28 May 2015, The Tablet

Abuse victims demand apology


A group of men has called on the Comboni Fathers to acknowledge and apologise for decades of abuse they allege took place at the order’s junior seminary in Yorkshire.

Brian Hennessy, one of 12 ex-students who have come forward to say they were abused by priests at Mirfield Junior Seminary in Yorkshire between the late 1950s and the early 1980s, this week sent a 157-page report detailing more than 1,000 instances of abuse to the archbishops of England, Wales, Ireland and Scotland.

The report was also sent to the abbots and religious superiors of all the religious communities in Britain and the heads of the religious conferences.

In an accompanying letter, Mr Hennessy said that priests and Religious had refused properly to acknowledge and validate their suffering.

Last year, a group of victims were given payments by the order of between £7,000 and £30,000 each, which Kathy Perrin, a lawyer with the Catholic Church Insurance Association, which represented the order, said was not an admission of guilt.

Mr Hennessy’s letter says that the Comboni Missionaries, also known as the Verona Fathers, had failed to care for victims. That failure “has run so deep in the veins of the hierarchy of that religious order that it has resulted in the hierarchical re-victimisation and discrimination of the victims of child sexual abuse that was committed by depraved members of their order. It is a failure that is characterised by arrogance, self-protectionism and denial of the ‘truth’”.

After a detailed report in The Observer newspaper last October about the Comboni allegations, Danny Sullivan, chairman of the National Catholic Safeguarding Commission, said that the response of the Comboni order “reflects a stark difference of attitude from that of Pope Francis”. He added he had been present at a Mass at which Francis addressed victims of abuse and humbly asked forgiveness; the Comboni Fathers, he implied, had taken a different approach.

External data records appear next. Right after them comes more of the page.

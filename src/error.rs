//! Unified Error Handling System
//!
//! This module defines centralized error types for the whole dispmodes crate, so
//! that the compositor client, the layout store and the daemon report failures
//! the same way.

use thiserror::Error;

/// Enumeration of all error types in the application
#[derive(Error, Debug)]
pub enum DisplayModesError {
    /// The compositor answered with a reply of the wrong shape
    #[error("Decode error: {0}")]
    Decode(String),

    /// The compositor rejected an apply request because the topology changed
    /// after the serial was fetched
    #[error("Stale serial {serial}: {message}")]
    StaleSerial { serial: u32, message: String },

    /// IPC-level failure talking to an external service
    #[error("Transport error {service}: {message}")]
    Transport { service: String, message: String },

    /// Stored text (a layout slot, a usage counter) could not be parsed
    #[error("Parse error: {0}")]
    Parse(String),

    /// Invalid arguments error
    #[error("Invalid arguments: {0}")]
    InvalidArguments(String),

    /// Resource not found error
    #[error("Resource not found: {0}")]
    NotFound(String),

    /// Configuration or store file could not be read or written as TOML
    #[error("Config error: {0}")]
    Config(String),

    /// System I/O error
    #[error("I/O error: {0}")]
    Io(#[from] std::io::Error),
}

impl From<std::num::ParseIntError> for DisplayModesError {
    fn from(error: std::num::ParseIntError) -> Self {
        DisplayModesError::Parse(error.to_string())
    }
}

impl From<serde_json::Error> for DisplayModesError {
    fn from(error: serde_json::Error) -> Self {
        DisplayModesError::Parse(error.to_string())
    }
}

impl From<toml::ser::Error> for DisplayModesError {
    fn from(error: toml::ser::Error) -> Self {
        DisplayModesError::Config(error.to_string())
    }
}

impl From<toml::de::Error> for DisplayModesError {
    fn from(error: toml::de::Error) -> Self {
        DisplayModesError::Config(error.to_string())
    }
}

impl From<zbus::Error> for DisplayModesError {
    fn from(error: zbus::Error) -> Self {
        match error {
            zbus::Error::Variant(e) => DisplayModesError::Decode(e.to_string()),
            zbus::Error::MethodError(name, detail, _) => {
                let message = detail.unwrap_or_default();
                if message.to_lowercase().contains("stale") {
                    // Serial is filled in by the caller, which knows what it sent.
                    DisplayModesError::StaleSerial { serial: 0, message }
                } else {
                    DisplayModesError::Transport {
                        service: crate::config::DISPLAY_CONFIG_BUS_NAME.to_string(),
                        message: format!("{}: {}", name.as_str(), message),
                    }
                }
            }
            other => DisplayModesError::Transport {
                service: crate::config::DISPLAY_CONFIG_BUS_NAME.to_string(),
                message: other.to_string(),
            },
        }
    }
}

/// Standardized result type for the entire crate
pub type Result<T> = std::result::Result<T, DisplayModesError>;
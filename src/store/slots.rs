use crate::config::NUM_SLOTS;
use crate::error::{DisplayModesError, Result};
use crate::layout::Layout;
use async_std::channel::{self, Receiver, Sender};
use serde::{Deserialize, Serialize};
use std::fs;
use std::path::{Path, PathBuf};
use std::sync::Mutex;
use tracing::{debug, info, warn};

/// On-disk shape of the store
#[derive(Debug, Default, Serialize, Deserialize)]
#[serde(default, rename_all = "kebab-case")]
struct StoreFile {
    layouts: Vec<String>,
    usage_counts: Vec<String>,
}

/// Emitted after every successful write
#[derive(Debug, Clone, Copy, PartialEq, Eq)]
pub enum StoreEvent {
    LayoutsChanged,
    UsageChanged,
}

/// A decoded, non-empty slot
#[derive(Debug, Clone, PartialEq)]
pub struct SlotEntry {
    /// Zero-based slot index
    pub slot: usize,
    pub layout: Layout,
    pub usage: u64,
}

/// File-backed slot array.
///
/// Every call reads the file afresh; writes go through a temporary file and a
/// rename, so a failed write leaves the previous contents in place.
pub struct SlotStore {
    path: PathBuf,
    write_lock: Mutex<()>,
    subscribers: Mutex<Vec<Sender<StoreEvent>>>,
}

fn check_slot(slot: usize) -> Result<()> {
    if slot >= NUM_SLOTS {
        return Err(DisplayModesError::InvalidArguments(format!(
            "slot {} out of range (0..{})",
            slot, NUM_SLOTS
        )));
    }
    Ok(())
}

fn fixed_len(mut values: Vec<String>, fill: &str) -> Vec<String> {
    values.resize(NUM_SLOTS, fill.to_string());
    values
}

/// Usage counter text to a number; anything unparsable counts as zero
fn parse_count(text: &str) -> u64 {
    text.trim().parse().unwrap_or(0)
}

impl SlotStore {
    pub fn new<P: Into<PathBuf>>(path: P) -> Self {
        Self {
            path: path.into(),
            write_lock: Mutex::new(()),
            subscribers: Mutex::new(Vec::new()),
        }
    }

    pub fn path(&self) -> &Path {
        &self.path
    }

    fn read(&self) -> Result<StoreFile> {
        if !self.path.exists() {
            return Ok(StoreFile::default());
        }
        let text = fs::read_to_string(&self.path)?;
        Ok(toml::from_str(&text)?)
    }

    fn write(&self, file: &StoreFile) -> Result<()> {
        if let Some(parent) = self.path.parent() {
            fs::create_dir_all(parent)?;
        }
        let text = toml::to_string(file)?;
        let tmp = self.path.with_extension("toml.tmp");
        fs::write(&tmp, text)?;
        fs::rename(&tmp, &self.path)?;
        debug!("Wrote store {}", self.path.display());
        Ok(())
    }

    fn notify(&self, event: StoreEvent) {
        let Ok(mut subscribers) = self.subscribers.lock() else {
            warn!("Store subscriber list poisoned, dropping {:?}", event);
            return;
        };
        subscribers.retain(|tx| tx.try_send(event).is_ok());
    }

    /// Read-modify-write of the whole file under the store's lock
    fn update<F>(&self, event: StoreEvent, change: F) -> Result<()>
    where
        F: FnOnce(&mut Vec<String>, &mut Vec<String>) -> Result<bool>,
    {
        let _guard = self
            .write_lock
            .lock()
            .map_err(|_| DisplayModesError::Config("store lock poisoned".to_string()))?;

        let file = self.read()?;
        let mut layouts = fixed_len(file.layouts, "");
        let mut counts = fixed_len(file.usage_counts, "0");
        if !change(&mut layouts, &mut counts)? {
            return Ok(());
        }
        self.write(&StoreFile { layouts, usage_counts: counts })?;
        self.notify(event);
        Ok(())
    }

    /// Receives an event after every write made through this store
    pub fn subscribe(&self) -> Receiver<StoreEvent> {
        let (tx, rx) = channel::unbounded();
        if let Ok(mut subscribers) = self.subscribers.lock() {
            subscribers.push(tx);
        }
        rx
    }

    /// Raw slot texts, always [`NUM_SLOTS`] long; empty string means empty slot
    pub fn layouts(&self) -> Result<Vec<String>> {
        Ok(fixed_len(self.read()?.layouts, ""))
    }

    pub fn set_layouts(&self, layouts: Vec<String>) -> Result<()> {
        self.update(StoreEvent::LayoutsChanged, |current, _| {
            *current = fixed_len(layouts, "");
            Ok(true)
        })
    }

    /// Raw usage counters, always [`NUM_SLOTS`] long
    pub fn usage_counts(&self) -> Result<Vec<String>> {
        Ok(fixed_len(self.read()?.usage_counts, "0"))
    }

    pub fn set_usage_counts(&self, counts: Vec<String>) -> Result<()> {
        self.update(StoreEvent::UsageChanged, |_, current| {
            *current = fixed_len(counts, "0");
            Ok(true)
        })
    }

    /// Every slot that holds a decodable layout, in slot order
    pub fn entries(&self) -> Result<Vec<SlotEntry>> {
        let file = self.read()?;
        let counts = fixed_len(file.usage_counts, "0");

        let entries = fixed_len(file.layouts, "")
            .iter()
            .enumerate()
            .filter(|(_, text)| !text.is_empty())
            .filter_map(|(slot, text)| match Layout::from_json(text) {
                Ok(layout) => Some(SlotEntry {
                    slot,
                    layout,
                    usage: parse_count(&counts[slot]),
                }),
                Err(e) => {
                    debug!("Skipping slot {}: {}", slot, e);
                    None
                }
            })
            .collect();
        Ok(entries)
    }

    /// The decoded layout in `slot`, if any
    pub fn entry(&self, slot: usize) -> Result<Option<SlotEntry>> {
        check_slot(slot)?;
        Ok(self.entries()?.into_iter().find(|e| e.slot == slot))
    }

    /// Stores `layout` in `slot`, replacing whatever was there
    ///
    /// # Arguments
    /// * `slot` - Zero-based slot index
    /// * `layout` - Layout to encode as JSON
    ///
    /// # Returns
    /// * `Result<()>` - `InvalidArguments` for a slot out of range, or a write error
    pub fn save_layout(&self, slot: usize, layout: &Layout) -> Result<()> {
        check_slot(slot)?;
        let text = layout.to_json()?;
        self.update(StoreEvent::LayoutsChanged, |layouts, _| {
            layouts[slot] = text;
            Ok(true)
        })?;
        info!("Saved layout '{}' to slot {}", layout.display_name(), slot);
        Ok(())
    }

    pub fn clear_slot(&self, slot: usize) -> Result<()> {
        check_slot(slot)?;
        self.update(StoreEvent::LayoutsChanged, |layouts, _| {
            layouts[slot].clear();
            Ok(true)
        })?;
        info!("Cleared slot {}", slot);
        Ok(())
    }

    /// Renames the layout in `slot`
    ///
    /// # Arguments
    /// * `slot` - Zero-based slot index
    /// * `name` - New name
    ///
    /// # Returns
    /// * `Result<bool>` - `false`, with nothing written, when the slot is empty
    ///   or does not decode
    pub fn rename_slot(&self, slot: usize, name: &str) -> Result<bool> {
        check_slot(slot)?;
        let mut renamed = false;
        self.update(StoreEvent::LayoutsChanged, |layouts, _| {
            let Ok(mut layout) = Layout::from_json(&layouts[slot]) else {
                debug!("Not renaming slot {}: no layout", slot);
                return Ok(false);
            };
            layout.name = name.to_string();
            layouts[slot] = layout.to_json()?;
            renamed = true;
            Ok(true)
        })?;
        if renamed {
            info!("Renamed slot {} to '{}'", slot, name);
        }
        Ok(renamed)
    }

    /// Bumps the usage counter of `slot` and returns the new value
    pub fn increment_usage(&self, slot: usize) -> Result<u64> {
        check_slot(slot)?;
        let mut value = 0;
        self.update(StoreEvent::UsageChanged, |_, counts| {
            value = parse_count(&counts[slot]) + 1;
            counts[slot] = value.to_string();
            Ok(true)
        })?;
        Ok(value)
    }
}
//! Due-post selection sweep
//!
//! Finds scheduled posts whose time has arrived (or, in relaxed mode, every
//! scheduled post) and enqueues one dispatch entry per (post, platform)
//! pair. The sweep never mutates post status and never fails as a whole
//! because one post could not be processed.

use tracing::{error, info, warn};

use crate::error::Result;
use crate::store::Store;

/// What one sweep did, for logs and tests.
#[derive(Debug, Clone, Copy, Default, PartialEq, Eq)]
pub struct SweepReport {
    /// Scheduled posts the selection query returned.
    pub selected: usize,
    /// Dispatch entries newly enqueued.
    pub enqueued: usize,
    /// Pairs that already had a live queue entry.
    pub already_queued: usize,
    /// Posts skipped because they have no associated platforms.
    pub skipped_without_platforms: usize,
}

pub async fn sweep(store: &Store, enforce_time_filter: bool, now: i64) -> Result<SweepReport> {
    let due = store.select_due(now, enforce_time_filter).await?;

    let mut report = SweepReport {
        selected: due.len(),
        ..Default::default()
    };

    if due.is_empty() {
        return Ok(report);
    }

    info!(count = due.len(), "found scheduled post(s) due for publishing");

    for item in due {
        if item.platforms.is_empty() {
            warn!(post_id = %item.post.id, "no platforms associated, skipping");
            report.skipped_without_platforms += 1;
            continue;
        }

        for platform in &item.platforms {
            match store.enqueue(&item.post.id, &platform.id, now).await {
                Ok(true) => {
                    info!(post_id = %item.post.id, platform_id = %platform.id, "dispatch enqueued");
                    report.enqueued += 1;
                }
                Ok(false) => report.already_queued += 1,
                Err(e) => {
                    // One pair failing to enqueue must not abort the sweep
                    error!(post_id = %item.post.id, platform_id = %platform.id, error = %e, "enqueue failed");
                }
            }
        }
    }

    Ok(report)
}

This week, Jim Kirby, who was a seminarian at Mirfield from 1973 to 1977, when he was aged between 12 and 16, told The Tablet that all he wanted now was for the Comboni order to make an absolute apology and to admit that they failed to care for the young boys in their care. “We want them to meet us and to treat us properly and with respect,” he said. “So far we have been fobbed off and we have been insulted; some of us have been told by priests that we are ‘only in it for the money’.”

Mr Kirby concluded: “The ones who are still alive should be brought to court, but in the meantime it would mean so much if they invited us to meet them and said we’re sorry.”

The Comboni Fathers did not respond to a request for comment.